American photographer

Jack William Dykinga (born January 2, 1943) is an American photographer. For 1970 work with the Chicago Sun-Times he won the annual Pulitzer Prize for Feature Photography citing "dramatic and sensitive photographs at the Lincoln and Dixon State Schools for the Retarded in Illinois."

==Career==
Born in Chicago, Dykinga began his career at the Chicago Tribune, and the Chicago Sun-Times before moving to Arizona, where he joined the Arizona Daily Star and taught at the University of Arizona and Pima Community College.

Dykinga left the Arizona Daily Star and photojournalism in 1985. Thanks to the support and inspiration of a friend, he started to work on a book about the Sonoran Desert. The publication of The Sonoran Desert launched his new career as a nature and conservation photographer.

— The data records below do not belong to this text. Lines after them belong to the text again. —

//! Measurement store backed by a single `.xlsx` workbook.
//!
//! One worksheet per site, named by the site code. The header row is
//! `Date`, `Statut`, then the site's measurements. Reading goes through
//! calamine; writing rebuilds the whole workbook with rust_xlsxwriter and
//! swaps it in atomically, since xlsx files cannot be patched in place.

use std::collections::{BTreeMap, HashMap};
use std::fmt;
use std::fs;
use std::io::Write;
use std::path::{Path, PathBuf};
use std::sync::{Arc, Mutex};
use std::time::SystemTime;

use calamine::{Data, Reader, Xlsx, open_workbook};
use chrono::{NaiveDate, NaiveDateTime};
use log::{debug, info, warn};
use rust_xlsxwriter::{Workbook, Worksheet};
use tempfile::NamedTempFile;

use crate::cache::ReportCache;
use crate::error::{AppError, AppResult};
use crate::sites::Site;

pub const DATE_COLUMN: &str = "Date";
pub const STATUS_COLUMN: &str = "Statut";

#[derive(Clone, Copy, Debug, PartialEq, Eq)]
pub enum Status {
    Draft,
    Validated,
}

impl Status {
    pub fn label(self) -> &'static str {
        match self {
            Status::Draft => "Brouillon",
            Status::Validated => "Validé",
        }
    }

    pub fn parse(text: &str) -> Option<Self> {
        match text.trim() {
            "Brouillon" => Some(Status::Draft),
            "Validé" | "Valide" => Some(Status::Validated),
            _ => None,
        }
    }
}

impl fmt::Display for Status {
    fn fmt(&self, f: &mut fmt::Formatter<'_>) -> fmt::Result {
        f.write_str(self.label())
    }
}

/// One line of a site sheet. Values are kept as entered; numeric readings
/// are parsed on demand.
#[derive(Clone, Debug, PartialEq)]
pub struct MeasurementRow {
    pub date: NaiveDate,
    pub status: Status,
    pub values: BTreeMap<String, String>,
}

impl MeasurementRow {
    pub fn new(date: NaiveDate, status: Status) -> Self {
        MeasurementRow {
            date,
            status,
            values: BTreeMap::new(),
        }
    }

    pub fn value(&self, name: &str) -> &str {
        self.values.get(name).map(String::as_str).unwrap_or("")
    }

    pub fn number(&self, name: &str) -> Option<f64> {
        parse_number(self.value(name))
    }

    pub fn set(&mut self, name: &str, value: impl Into<String>) {
        self.values.insert(name.to_string(), value.into());
    }
}

#[derive(Clone, Debug, PartialEq)]
pub struct SiteSheet {
    pub site: Site,
    pub rows: Vec<MeasurementRow>,
    /// Lines whose date or status could not be read. They are not shown or
    /// charted but are written back untouched.
    pub unreadable: Vec<Vec<String>>,
}

impl SiteSheet {
    pub fn empty(site: Site) -> Self {
        SiteSheet {
            site,
            rows: Vec::new(),
            unreadable: Vec::new(),
        }
    }

    /// Workbook header for this site.
    pub fn columns(&self) -> Vec<&'static str> {
        let mut columns = vec![DATE_COLUMN, STATUS_COLUMN];
        columns.extend_from_slice(self.site.measurements());
        columns
    }

    /// Rows of `date` with `status`, in sheet order.
    pub fn rows_on(&self, date: NaiveDate, status: Status) -> impl Iterator<Item = (usize, &MeasurementRow)> {
        self.rows
            .iter()
            .enumerate()
            .filter(move |(_, row)| row.date == date && row.status == status)
    }
}

/// Accepts both `12.5` and `12,5`.
pub fn parse_number(text: &str) -> Option<f64> {
    let text = text.trim();
    if text.is_empty() {
        return None;
    }
    text.replace(',', ".").parse::<f64>().ok().filter(|v| v.is_finite())
}

pub fn parse_date(text: &str) -> Option<NaiveDate> {
    let text = text.trim();
    let head = text.get(..10).unwrap_or(text);
    NaiveDate::parse_from_str(head, "%Y-%m-%d")
        .or_else(|_| NaiveDate::parse_from_str(text, "%d/%m/%Y"))
        .ok()
}

fn cell_text(cell: &Data) -> String {
    match cell {
        Data::String(s) | Data::DateTimeIso(s) | Data::DurationIso(s) => s.clone(),
        Data::Float(f) => format_number(*f),
        Data::Int(i) => i.to_string(),
        Data::Bool(b) => b.to_string(),
        Data::DateTime(dt) => dt
            .as_datetime()
            .map(|d| d.date().format("%Y-%m-%d").to_string())
            .unwrap_or_default(),
        _ => String::new(),
    }
}

fn cell_date(cell: &Data) -> Option<NaiveDate> {
    match cell {
        Data::DateTime(dt) => dt.as_datetime().map(|d: NaiveDateTime| d.date()),
        other => parse_date(&cell_text(other)),
    }
}

/// Integral floats are shown without a trailing `.0`.
pub fn format_number(value: f64) -> String {
    if value.fract() == 0.0 && value.abs() < 1e15 {
        format!("{}", value as i64)
    } else {
        value.to_string()
    }
}

struct Memo {
    modified: SystemTime,
    sheet: Arc<SiteSheet>,
}

pub struct MeasurementStore {
    path: PathBuf,
    cache: ReportCache,
    memo: Mutex<HashMap<Site, Memo>>,
    write_lock: Mutex<()>,
}

impl MeasurementStore {
    pub fn new(path: impl Into<PathBuf>, cache: ReportCache) -> Self {
        MeasurementStore {
            path: path.into(),
            cache,
            memo: Mutex::new(HashMap::new()),
            write_lock: Mutex::new(()),
        }
    }

    pub fn path(&self) -> &Path {
        &self.path
    }

    /// Creates the workbook with an empty sheet per site when missing.
    pub fn initialize(&self) -> AppResult<()> {
        let _guard = self.write_lock.lock().map_err(|_| poisoned())?;
        if self.path.exists() {
            return Ok(());
        }
        info!("Creating workbook {}", self.path.display());
        let sheets: Vec<SiteSheet> = Site::ALL.iter().map(|site| SiteSheet::empty(*site)).collect();
        self.write_workbook(&sheets)
    }

    /// Site sheet, memoized on the workbook modification time.
    ///
    /// A workbook that cannot be opened (truncated, half-written by another
    /// program) yields an empty sheet and a warning. [`save`](Self::save)
    /// still refuses to overwrite it.
    pub fn load(&self, site: Site) -> AppResult<Arc<SiteSheet>> {
        if !self.path.exists() {
            self.initialize()?;
        }
        let modified = fs::metadata(&self.path)?.modified()?;

        let mut memo = self.memo.lock().map_err(|_| poisoned())?;
        if let Some(entry) = memo.get(&site) {
            if entry.modified == modified {
                return Ok(entry.sheet.clone());
            }
        }

        let sheet = match self.read_sheet(site) {
            Ok(sheet) => sheet,
            Err(AppError::WorkbookRead(err)) => {
                warn!("Cannot open {} for {}, showing an empty sheet: {}", self.path.display(), site, err);
                SiteSheet::empty(site)
            }
            Err(err) => return Err(err),
        };
        let sheet = Arc::new(sheet);
        memo.insert(
            site,
            Memo {
                modified,
                sheet: sheet.clone(),
            },
        );
        Ok(sheet)
    }

    /// Replace one site's sheet in the workbook
    ///
    /// The workbook is rebuilt from `sheet` and the current sheets of the
    /// other sites, written to a temporary file and renamed over the old one.
    /// Afterwards the site's memo and every cached chart of the site are
    /// dropped, so the next page shows the new data.
    ///
    /// # Arguments
    /// * `sheet` - The full sheet of one site, as it should be stored
    ///
    /// # Returns
    /// * `AppResult<()>` - `AppError::WorkbookRead` when the existing workbook
    ///   cannot be opened; it is then left untouched
    ///
    /// # Examples
    /// ```no_run
    /// use releves_ste::{MeasurementStore, Site};
    /// use releves_ste::cache::ReportCache;
    /// use std::time::Duration;
    ///
    /// let cache = ReportCache::new("data/cache", Duration::from_secs(3600));
    /// let store = MeasurementStore::new("data/mesures.xlsx", cache);
    /// let mut sheet = (*store.load(Site::Smp)?).clone();
    /// sheet.rows.retain(|row| row.date.to_string() != "2025-01-01");
    /// store.save(&sheet)?;
    /// # Ok::<(), releves_ste::AppError>(())
    /// ```
    pub fn save(&self, sheet: &SiteSheet) -> AppResult<()> {
        let _guard = self.write_lock.lock().map_err(|_| poisoned())?;

        if self.path.exists() {
            // Also rejects a workbook that `load` only showed as empty.
            let _: Xlsx<_> = open_workbook(&self.path)?;
        }
        let mut sheets = Vec::with_capacity(Site::ALL.len());
        for site in Site::ALL {
            if site == sheet.site {
                sheets.push(sheet.clone());
            } else if self.path.exists() {
                sheets.push(self.read_sheet(site)?);
            } else {
                sheets.push(SiteSheet::empty(site));
            }
        }
        self.write_workbook(&sheets)?;

        self.memo.lock().map_err(|_| poisoned())?.remove(&sheet.site);
        let removed = self.cache.invalidate_site(sheet.site)?;
        debug!("Saved {} ({} rows), {} cached charts dropped", sheet.site, sheet.rows.len(), removed);
        Ok(())
    }

    /// Runs `store` only while `sheet` is still the site's current data, with
    /// saves held off. Returns false, without running it, when the workbook
    /// changed since `sheet` was loaded.
    pub fn store_if_current(&self, sheet: &Arc<SiteSheet>, store: impl FnOnce() -> AppResult<()>) -> AppResult<bool> {
        let _guard = self.write_lock.lock().map_err(|_| poisoned())?;
        let modified = match fs::metadata(&self.path) {
            Ok(meta) => meta.modified()?,
            Err(_) => return Ok(false),
        };
        let current = self
            .memo
            .lock()
            .map_err(|_| poisoned())?
            .get(&sheet.site)
            .is_some_and(|entry| entry.modified == modified && Arc::ptr_eq(&entry.sheet, sheet));
        if current {
            store()?;
        }
        Ok(current)
    }

    pub fn workbook_bytes(&self) -> AppResult<Vec<u8>> {
        if !self.path.exists() {
            return Err(AppError::NotFound("Fichier".to_string()));
        }
        Ok(fs::read(&self.path)?)
    }

    fn read_sheet(&self, site: Site) -> AppResult<SiteSheet> {
        let mut workbook: Xlsx<_> = open_workbook(&self.path)?;
        let range = match workbook.worksheet_range(site.code()) {
            Ok(range) => range,
            Err(err) => {
                warn!("No readable sheet for {} in {}: {}", site, self.path.display(), err);
                return Ok(SiteSheet::empty(site));
            }
        };

        let mut lines = range.rows();
        let header: Vec<String> = match lines.next() {
            Some(cells) => cells.iter().map(|c| cell_text(c).trim().to_string()).collect(),
            None => return Ok(SiteSheet::empty(site)),
        };
        let column = |name: &str| header.iter().position(|h| h == name);
        let date_col = column(DATE_COLUMN);
        let status_col = column(STATUS_COLUMN);

        let mut sheet = SiteSheet::empty(site);
        for cells in lines {
            if cells.iter().all(|c| matches!(c, Data::Empty)) {
                continue;
            }
            let date = date_col.and_then(|i| cells.get(i)).and_then(cell_date);
            let status = status_col
                .and_then(|i| cells.get(i))
                .and_then(|c| Status::parse(&cell_text(c)));

            match (date, status) {
                (Some(date), Some(status)) => {
                    let mut row = MeasurementRow::new(date, status);
                    for name in site.measurements() {
                        if let Some(cell) = column(name).and_then(|i| cells.get(i)) {
                            let text = cell_text(cell);
                            if !text.is_empty() {
                                row.set(name, text);
                            }
                        }
                    }
                    sheet.rows.push(row);
                }
                _ => {
                    warn!("Skipping unreadable {} row: {:?}", site, cells);
                    // Realign to our column order so the line survives a rewrite.
                    let raw = sheet
                        .columns()
                        .iter()
                        .map(|name| column(name).and_then(|i| cells.get(i)).map(cell_text).unwrap_or_default())
                        .collect();
                    sheet.unreadable.push(raw);
                }
            }
        }
        Ok(sheet)
    }

    fn write_workbook(&self, sheets: &[SiteSheet]) -> AppResult<()> {
        let mut workbook = Workbook::new();

        for sheet in sheets {
            let mut worksheet = Worksheet::new();
            worksheet.set_name(sheet.site.code())?;

            let columns = sheet.columns();
            for (c, name) in columns.iter().enumerate() {
                worksheet.write_string(0, c as u16, *name)?;
            }

            let mut r: u32 = 1;
            for row in &sheet.rows {
                worksheet.write_string(r, 0, row.date.format("%Y-%m-%d").to_string().as_str())?;
                worksheet.write_string(r, 1, row.status.label())?;
                for (c, name) in columns.iter().enumerate().skip(2) {
                    write_cell(&mut worksheet, r, c as u16, row.value(name))?;
                }
                r += 1;
            }
            for raw in &sheet.unreadable {
                for (c, text) in raw.iter().enumerate() {
                    write_cell(&mut worksheet, r, c as u16, text)?;
                }
                r += 1;
            }

            workbook.push_worksheet(worksheet);
        }

        let buffer = workbook.save_to_buffer()?;

        let dir = match self.path.parent() {
            Some(parent) if !parent.as_os_str().is_empty() => parent.to_path_buf(),
            _ => PathBuf::from("."),
        };
        fs::create_dir_all(&dir)?;
        let mut file = NamedTempFile::new_in(&dir)?;
        file.write_all(&buffer)?;
        file.persist(&self.path).map_err(|e| e.error)?;
        Ok(())
    }
}

fn write_cell(worksheet: &mut Worksheet, row: u32, col: u16, text: &str) -> AppResult<()> {
    if text.is_empty() {
        return Ok(());
    }
    match parse_number(text) {
        Some(number) if !text.contains(',') => {
            worksheet.write_number(row, col, number)?;
        }
        _ => {
            worksheet.write_string(row, col, text)?;
        }
    }
    Ok(())
}

fn poisoned() -> AppError {
    AppError::Io(std::io::Error::other("measurement store lock poisoned"))
}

Dykinga is a founding Fellow of the International League of Conservation Photographers. His work appears in Arizona Highways and National Geographic.
He shows at the G2 Gallery.
He is on the board of the Sonoran Desert National Park Project.

In 2010, Dykinga was photographer in residence at Sedona Photofest.

==Personal==
Dykinga lives in Tucson, Arizona, with his wife Margaret Maley; they married in 1965.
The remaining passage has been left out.